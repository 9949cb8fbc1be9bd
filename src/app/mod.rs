//! Application boundary: port traits and the events the core emits.
//!
//! All interaction with hardware, the network and the SMS gateway happens
//! through the traits in [`ports`], keeping the samplers, monitor and
//! classifier testable without real peripherals.

pub mod events;
pub mod ports;
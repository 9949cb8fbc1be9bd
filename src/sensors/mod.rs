//! Samplers, one per physical source, each the sole writer of its fields
//! in [`SharedReadings`](crate::state::SharedReadings).
//!
//! | Sampler               | Source                  | Writes                     |
//! |-----------------------|-------------------------|----------------------------|
//! | [`ClimateSampler`]    | DHT22                   | temperature, humidity      |
//! | [`UplinkSampler`]     | TCP probe + link status | connected                  |
//! | [`PowerSampler`]      | UPS serial line         | power_good, battery        |
//!
//! Each exposes a `sample()` step; the periodic loop around it lives in
//! [`scheduler`](crate::scheduler). A single flaky read must never clobber
//! a good value, so every sampler retains its previous reading when the
//! source produces nothing usable.

pub mod climate;
pub mod uplink;
pub mod ups;

pub use climate::ClimateSampler;
pub use uplink::UplinkSampler;
pub use ups::{PowerSampler, UpsFrame};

*-*-*

Line by line, reproduce the records above exactly.

● **Response box**
repository 9949cb8fbc1be9bd
filename src/app/mod.rs
//! Application boundary: port traits and the events the core emits.
//!
//! All interaction with hardware, the network and the SMS gateway happens
//! through the traits in [`ports`], keeping the samplers, monitor and
//! classifier testable without real peripherals.

pub mod events;
pub mod ports;
repository 9949cb8fbc1be9bd
filename src/sensors/mod.rs
//! Samplers, one per physical source, each the sole writer of its fields
//! in [`SharedReadings`](crate::state::SharedReadings).
//!
//! | Sampler               | Source                  | Writes                     |
//! |-----------------------|-------------------------|----------------------------|
//! | [`ClimateSampler`]    | DHT22                   | temperature, humidity      |
//! | [`UplinkSampler`]     | TCP probe + link status | connected                  |
//! | [`PowerSampler`]      | UPS serial line         | power_good, battery        |
//!
//! Each exposes a `sample()` step; the periodic loop around it lives in
//! [`scheduler`](crate::scheduler). A single flaky read must never clobber
//! a good value, so every sampler retains its previous reading when the
//! source produces nothing usable.

pub mod climate;
pub mod uplink;
pub mod ups;

pub use climate::ClimateSampler;
pub use uplink::UplinkSampler;
pub use ups::{PowerSampler, UpsFrame};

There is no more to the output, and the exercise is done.